I dispute the myth of “anything natural is by definition good for us” (see: cyanide, arsenic, and so on).  To paraphrase Swiss alchemist Paracelsus, toxicity (“poison”) is all dose-related. I encourage you to learn about the chemical makeup of apricot and peach pits, cucumbers, and apples!  More to the point of vaccination, the corollary that anything “unnatural is toxic” is also flawed. Many of the individuals and groups that advocate abstinence from vaccination focus on the ‘unnatural’ way these vaccines work or on their ‘unnatural’ components.  Again, there is a dose-dependency for all chemicals. I would also point to any number of man-made inventions and conventions that have overwhelmingly been accepted as adding health benefit: probiotic capsules, the heating/cooking of certain foods, broccoli, artificial joints. Not to mention the antibiotics that have saved countless lives, prolonged our high-quality years of life, and diminish suffering when used judiciously.   I also believe that vaccinations fall into this category: the risk versus reward profile appears to be very heavily weighted on the reward side. Another issue is that certain vaccine-preventable infections have a higher incidence of harm than others, and that should be weighed when evaluating risk and reward of that particular vaccine.

This isn’t to say vaccines don’t carry some risk. They do. Certainly, medical clinicians also do bear some responsibility for any anti-vaccination trend as vaccination wasn’t always presented with full disclosure of some of the risks.  Pushback regarding this non-disclosure is reasonable. No matter how rare the risk, I believe a patient deserves to know potentially significant proven risk from any treatment to make an informed decision. There does seem to be a causal relationship of some vaccines to febrile illness and seizure activity, risks of neurologic malfunction (e.g. Guillain-Barre syndrome), deafness, coma and the CDC even lists death to name the most catastrophic complications. At the same time, I want to be clear that scientific review of current evidence shows no causal relationship between vaccination and autism.  My professional clinical approach, backed by evidence, is that for most vaccines the risk of the infection far outweighs the risk of the vaccination in a healthy person in normal circumstances.

Here at UC Berkeley (as at most US universities, especially public institutions), there is a vaccination requirement that, amongst others, includes measles immunization or proof of immunity.  University Health Services manages the compliance of this mandate. We take our public health responsibility very seriously, and want to encourage anyone on campus that does not have immunity to measles to strongly consider vaccination.  The odds of an outbreak here are lower given the high rate of vaccination among students, but an outbreak could still happen here and we are prepared for that.
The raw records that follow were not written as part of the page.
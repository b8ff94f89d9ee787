//! Loopback demo for the cluster client.
//!
//! Usage:
//!   cargo run --bin loopback-demo
//!
//! A simulated device answers requests arriving on a `ChannelTransport`.
//! Responses travel back over a second channel into `run_delivery_loop`,
//! the same way a real session layer would feed the client.

use log::{info, warn};
use matter_cluster_client::client::encode_request;
use matter_cluster_client::clusters::general_commissioning::{ArmFailSafe, BasicCommissioningInfoList};
use matter_cluster_client::clusters::network_commissioning::{self, RemoveNetwork, ScanNetworks};
use matter_cluster_client::clusters::operational_credentials::{
    self, CertificateChainRequest, CertificateType,
};
use matter_cluster_client::clusters::{SchemaTable, general_commissioning};
use matter_cluster_client::config::{Config, load_dotenv};
use matter_cluster_client::status::LegacyStatus;
use matter_cluster_client::tlv::{TlvError, TlvTag, TlvWriter};
use matter_cluster_client::transport::{
    ChannelTransport, RequestFrame, RequestKind, ResponseFrame, run_delivery_loop,
};
use matter_cluster_client::{ClusterClient, CommandOutcome};
use std::sync::Arc;
use tokio::sync::mpsc;

/// Build the response a small Thread-capable device would send.
fn respond(request: &RequestFrame) -> Result<Option<ResponseFrame>, TlvError> {
    let context = request.context;
    let frame = match (request.cluster_id, request.kind) {
        (network_commissioning::CLUSTER_ID, RequestKind::Invoke { command_id })
            if command_id == network_commissioning::commands::SCAN_NETWORKS =>
        {
            let payload = encode_request(|tw| {
                tw.u8(&TlvTag::Context(0), 0)?;
                tw.utf8(&TlvTag::Context(1), "")?;
                tw.start_array(&TlvTag::Context(2))?;
                tw.end_container()?;
                tw.start_array(&TlvTag::Context(3))?;
                thread_network(tw, 0x1A2B, "living-room", 15, -58)?;
                thread_network(tw, 0x3C4D, "garage", 20, -81)?;
                tw.end_container()
            })?;
            ResponseFrame::command(
                network_commissioning::CLUSTER_ID,
                network_commissioning::response_commands::SCAN_NETWORKS_RESPONSE,
                context,
                payload,
            )
        }
        (network_commissioning::CLUSTER_ID, RequestKind::Invoke { command_id })
            if command_id == network_commissioning::commands::REMOVE_NETWORK =>
        {
            let payload = encode_request(|tw| {
                tw.u8(&TlvTag::Context(0), LegacyStatus::NotFound as u8)?;
                tw.utf8(&TlvTag::Context(1), "network not configured")
            })?;
            ResponseFrame::command(
                network_commissioning::CLUSTER_ID,
                network_commissioning::response_commands::REMOVE_NETWORK_RESPONSE,
                context,
                payload,
            )
        }
        (operational_credentials::CLUSTER_ID, RequestKind::Invoke { command_id })
            if command_id == operational_credentials::commands::CERTIFICATE_CHAIN_REQUEST =>
        {
            let certificate: Vec<u8> = (0..512u32).map(|i| (i % 256) as u8).collect();
            let payload = encode_request(|tw| tw.bytes(&TlvTag::Context(0), &certificate))?;
            ResponseFrame::command(
                operational_credentials::CLUSTER_ID,
                operational_credentials::response_commands::CERTIFICATE_CHAIN_RESPONSE,
                context,
                payload,
            )
        }
        (general_commissioning::CLUSTER_ID, RequestKind::ReadAttribute { attribute_id })
            if attribute_id == general_commissioning::attributes::BASIC_COMMISSIONING_INFO_LIST =>
        {
            let mut tw = TlvWriter::new();
            tw.start_array(&TlvTag::Anonymous)?;
            tw.start_struct(&TlvTag::Anonymous)?;
            tw.u32(&TlvTag::Context(0), 60_000)?;
            tw.end_container()?;
            tw.end_container()?;
            ResponseFrame::attribute(
                general_commissioning::CLUSTER_ID,
                attribute_id,
                context,
                tw.finish()?,
            )
        }
        // Everything else (ArmFailSafe included) goes unanswered so the caller times out.
        _ => return Ok(None),
    };
    Ok(Some(frame))
}

fn thread_network(
    tw: &mut TlvWriter,
    pan_id: u16,
    name: &str,
    channel: u16,
    rssi: i8,
) -> Result<(), TlvError> {
    tw.start_struct(&TlvTag::Anonymous)?;
    tw.u16(&TlvTag::Context(0), pan_id)?;
    tw.u64(&TlvTag::Context(1), (u64::from(pan_id) << 32) | 0xFEED)?;
    tw.utf8(&TlvTag::Context(2), name)?;
    tw.u16(&TlvTag::Context(3), channel)?;
    tw.u8(&TlvTag::Context(4), 4)?;
    tw.bytes(&TlvTag::Context(5), &pan_id.to_be_bytes().repeat(4))?;
    tw.i8(&TlvTag::Context(6), rssi)?;
    tw.u8(&TlvTag::Context(7), 3)?;
    tw.end_container()
}

/// Simulated device: answers each request on the response channel.
async fn run_device(mut requests: mpsc::Receiver<RequestFrame>, responses: mpsc::Sender<ResponseFrame>) {
    while let Some(request) = requests.recv().await {
        info!(
            "Device received request for cluster 0x{:04X} ({:?}) on {}",
            request.cluster_id, request.kind, request.context
        );
        match respond(&request) {
            Ok(Some(frame)) => {
                if responses.send(frame).await.is_err() {
                    warn!("Client went away");
                    break;
                }
            }
            Ok(None) => info!("Device ignoring {}", request.context),
            Err(e) => warn!("Device failed to encode response: {}", e),
        }
    }
}

fn main() {
    load_dotenv();
    let runtime = match tokio::runtime::Runtime::new() {
        Ok(runtime) => runtime,
        Err(e) => {
            eprintln!("Failed to start tokio runtime: {}", e);
            std::process::exit(1);
        }
    };
    runtime.block_on(run());
}

async fn run() {
    let mut config = Config::from_env();
    // Keep the unanswered request short.
    config.client.response_timeout_ms = config.client.response_timeout_ms.min(2_000);

    env_logger::Builder::from_env(
        env_logger::Env::default().default_filter_or(config.logging.filter.as_str()),
    )
    .format_timestamp_millis()
    .init();

    info!("Starting loopback demo");

    let (transport, requests) = ChannelTransport::new(config.client.channel_capacity);
    let (response_tx, response_rx) = mpsc::channel(config.client.channel_capacity);
    let client = Arc::new(ClusterClient::new(
        transport,
        Arc::new(SchemaTable::builtin()),
        config.client.clone(),
    ));

    let device_handle = tokio::spawn(run_device(requests, response_tx));
    let delivery_handle = tokio::spawn(run_delivery_loop(client.clone(), response_rx));

    match client.invoke_async(&ScanNetworks::default()).await {
        Ok(CommandOutcome::Success(scan)) => {
            info!(
                "Scan finished: {} WiFi, {} Thread network(s)",
                scan.wifi_scan_results.count, scan.thread_scan_results.count
            );
            for network in scan.thread_scan_results.iter() {
                info!(
                    "  {} pan=0x{:04X} channel={} rssi={}",
                    network.network_name, network.pan_id, network.channel, network.rssi
                );
            }
        }
        Ok(other) => warn!("Scan failed: {:?}", other),
        Err(e) => warn!("Scan not sent: {}", e),
    }

    let certificate_request = CertificateChainRequest {
        certificate_type: CertificateType::Dac,
    };
    match client.invoke_async(&certificate_request).await {
        Ok(CommandOutcome::Success(chain)) => {
            info!("Received DAC certificate ({} bytes)", chain.certificate.len())
        }
        Ok(other) => warn!("Certificate request failed: {:?}", other),
        Err(e) => warn!("Certificate request not sent: {}", e),
    }

    let remove = RemoveNetwork {
        network_id: b"office".to_vec(),
        breadcrumb: 1,
        timeout_ms: 0,
    };
    match client.invoke_async(&remove).await {
        Ok(CommandOutcome::Status(failure)) => info!("Remove network rejected: {}", failure),
        Ok(other) => warn!("Unexpected remove outcome: {:?}", other),
        Err(e) => warn!("Remove not sent: {}", e),
    }

    match client
        .read_list_attribute_async::<BasicCommissioningInfoList>()
        .await
    {
        Ok(CommandOutcome::Success(list)) => {
            for info in list.iter() {
                info!("Fail-safe expiry: {} ms", info.fail_safe_expiry_length_ms);
            }
        }
        Ok(other) => warn!("Attribute read failed: {:?}", other),
        Err(e) => warn!("Attribute read not sent: {}", e),
    }

    let arm = ArmFailSafe {
        expiry_length_seconds: 60,
        breadcrumb: 0,
        timeout_ms: 0,
    };
    match client.invoke_async(&arm).await {
        Ok(outcome) => info!("ArmFailSafe outcome: {:?}", outcome),
        Err(e) => warn!("ArmFailSafe not sent: {}", e),
    }

    // Dropping the device closes the response channel and ends the delivery loop.
    device_handle.abort();
    if let Err(e) = delivery_handle.await {
        warn!("Delivery loop ended abnormally: {}", e);
    }
    info!(
        "Loopback demo finished, {} request(s) still pending",
        client.registry().live_count()
    );
}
Given the experience of measles outbreaks at other universities (and depending on the situation), we would consider the step of limiting those without documented proof of vaccination from accessing campus facilities.  This does lower the chance of those individuals from contracting measles, of course, but the main intent is not paternalistic. The more important reason is that it lowers potential spread to those unprotected individuals who have compromised immune functioning or couldn’t otherwise be vaccinated. In other words, it helps your fellow Berkeley student, staff and faculty.

In closing, I truly want everyone to be the healthiest person they can be and that just isn’t a ‘one-size-fits-all’ thing.  We all have different perspectives and experiences that lead us to approach health and wellness and care in unique and interesting ways.  However, data supports strongly that overall, vaccination has led to dramatic reductions in medical illness and in prolonged quality of life.  And I am proud that UC Berkeley University Health Services has the experience and capacity to help manage outbreaks with medical, emotional and epidemiologic support.  My goal is that we have zero vaccine-preventable outbreaks in our campus community, and I want to continue these discussions and honest debates whenever and wherever I can.